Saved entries
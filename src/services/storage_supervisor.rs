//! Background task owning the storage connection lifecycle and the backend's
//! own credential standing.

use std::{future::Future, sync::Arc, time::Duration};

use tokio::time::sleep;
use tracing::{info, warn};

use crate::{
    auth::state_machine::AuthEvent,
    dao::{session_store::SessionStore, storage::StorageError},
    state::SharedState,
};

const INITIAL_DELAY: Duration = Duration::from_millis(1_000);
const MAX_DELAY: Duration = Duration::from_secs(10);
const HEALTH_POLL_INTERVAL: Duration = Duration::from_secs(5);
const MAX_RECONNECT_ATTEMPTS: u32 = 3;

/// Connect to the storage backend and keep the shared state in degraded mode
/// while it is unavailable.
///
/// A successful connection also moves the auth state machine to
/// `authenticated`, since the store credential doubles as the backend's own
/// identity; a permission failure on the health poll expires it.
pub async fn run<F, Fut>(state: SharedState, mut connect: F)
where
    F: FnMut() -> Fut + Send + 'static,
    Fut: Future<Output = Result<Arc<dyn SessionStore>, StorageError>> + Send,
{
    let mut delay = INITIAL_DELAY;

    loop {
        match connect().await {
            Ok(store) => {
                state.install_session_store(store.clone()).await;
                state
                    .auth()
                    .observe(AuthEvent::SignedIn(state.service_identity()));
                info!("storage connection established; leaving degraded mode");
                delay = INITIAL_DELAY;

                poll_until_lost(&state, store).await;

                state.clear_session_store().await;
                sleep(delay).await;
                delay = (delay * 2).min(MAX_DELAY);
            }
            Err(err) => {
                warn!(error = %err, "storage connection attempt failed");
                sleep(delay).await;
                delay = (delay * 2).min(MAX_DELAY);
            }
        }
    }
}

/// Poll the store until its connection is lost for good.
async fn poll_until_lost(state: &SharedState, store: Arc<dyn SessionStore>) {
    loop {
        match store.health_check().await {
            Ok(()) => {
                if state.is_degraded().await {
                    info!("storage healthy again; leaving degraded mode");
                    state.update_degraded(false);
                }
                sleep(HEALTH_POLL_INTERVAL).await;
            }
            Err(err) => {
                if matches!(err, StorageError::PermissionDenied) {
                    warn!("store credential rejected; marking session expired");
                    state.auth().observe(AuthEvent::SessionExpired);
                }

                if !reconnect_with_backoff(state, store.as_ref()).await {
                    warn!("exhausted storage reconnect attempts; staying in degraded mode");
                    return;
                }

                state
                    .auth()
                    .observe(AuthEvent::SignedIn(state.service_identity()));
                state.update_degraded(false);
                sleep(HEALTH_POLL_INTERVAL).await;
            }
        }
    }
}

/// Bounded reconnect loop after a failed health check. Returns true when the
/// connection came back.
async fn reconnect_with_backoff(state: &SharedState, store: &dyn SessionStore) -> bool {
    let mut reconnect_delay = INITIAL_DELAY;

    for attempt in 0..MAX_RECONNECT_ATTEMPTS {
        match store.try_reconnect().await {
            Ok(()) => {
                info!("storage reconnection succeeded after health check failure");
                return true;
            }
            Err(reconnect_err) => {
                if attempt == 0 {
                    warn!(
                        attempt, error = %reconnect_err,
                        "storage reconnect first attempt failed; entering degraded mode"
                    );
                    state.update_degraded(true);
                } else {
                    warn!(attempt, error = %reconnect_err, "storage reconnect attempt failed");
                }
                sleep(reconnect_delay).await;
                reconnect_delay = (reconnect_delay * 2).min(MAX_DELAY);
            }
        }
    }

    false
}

◆ ABOUT THIS TASK
An exact reproduction of all the records is needed.

◆ EXPECTED ANSWER
filename src/services/storage_supervisor.rs
//! Background task owning the storage connection lifecycle and the backend's
//! own credential standing.

use std::{future::Future, sync::Arc, time::Duration};

use tokio::time::sleep;
use tracing::{info, warn};

use crate::{
    auth::state_machine::AuthEvent,
    dao::{session_store::SessionStore, storage::StorageError},
    state::SharedState,
};

const INITIAL_DELAY: Duration = Duration::from_millis(1_000);
const MAX_DELAY: Duration = Duration::from_secs(10);
const HEALTH_POLL_INTERVAL: Duration = Duration::from_secs(5);
const MAX_RECONNECT_ATTEMPTS: u32 = 3;

/// Connect to the storage backend and keep the shared state in degraded mode
/// while it is unavailable.
///
/// A successful connection also moves the auth state machine to
/// `authenticated`, since the store credential doubles as the backend's own
/// identity; a permission failure on the health poll expires it.
pub async fn run<F, Fut>(state: SharedState, mut connect: F)
where
    F: FnMut() -> Fut + Send + 'static,
    Fut: Future<Output = Result<Arc<dyn SessionStore>, StorageError>> + Send,
{
    let mut delay = INITIAL_DELAY;

    loop {
        match connect().await {
            Ok(store) => {
                state.install_session_store(store.clone()).await;
                state
                    .auth()
                    .observe(AuthEvent::SignedIn(state.service_identity()));
                info!("storage connection established; leaving degraded mode");
                delay = INITIAL_DELAY;

                poll_until_lost(&state, store).await;

                state.clear_session_store().await;
                sleep(delay).await;
                delay = (delay * 2).min(MAX_DELAY);
            }
            Err(err) => {
                warn!(error = %err, "storage connection attempt failed");
                sleep(delay).await;
                delay = (delay * 2).min(MAX_DELAY);
            }
        }
    }
}

/// Poll the store until its connection is lost for good.
async fn poll_until_lost(state: &SharedState, store: Arc<dyn SessionStore>) {
    loop {
        match store.health_check().await {
            Ok(()) => {
                if state.is_degraded().await {
                    info!("storage healthy again; leaving degraded mode");
                    state.update_degraded(false);
                }
                sleep(HEALTH_POLL_INTERVAL).await;
            }
            Err(err) => {
                if matches!(err, StorageError::PermissionDenied) {
                    warn!("store credential rejected; marking session expired");
                    state.auth().observe(AuthEvent::SessionExpired);
                }

                if !reconnect_with_backoff(state, store.as_ref()).await {
                    warn!("exhausted storage reconnect attempts; staying in degraded mode");
                    return;
                }

                state
                    .auth()
                    .observe(AuthEvent::SignedIn(state.service_identity()));
                state.update_degraded(false);
                sleep(HEALTH_POLL_INTERVAL).await;
            }
        }
    }
}

/// Bounded reconnect loop after a failed health check. Returns true when the
/// connection came back.
async fn reconnect_with_backoff(state: &SharedState, store: &dyn SessionStore) -> bool {
    let mut reconnect_delay = INITIAL_DELAY;

    for attempt in 0..MAX_RECONNECT_ATTEMPTS {
        match store.try_reconnect().await {
            Ok(()) => {
                info!("storage reconnection succeeded after health check failure");
                return true;
            }
            Err(reconnect_err) => {
                if attempt == 0 {
                    warn!(
                        attempt, error = %reconnect_err,
                        "storage reconnect first attempt failed; entering degraded mode"
                    );
                    state.update_degraded(true);
                } else {
                    warn!(attempt, error = %reconnect_err, "storage reconnect attempt failed");
                }
                sleep(reconnect_delay).await;
                reconnect_delay = (reconnect_delay * 2).min(MAX_DELAY);
            }
        }
    }

    false
}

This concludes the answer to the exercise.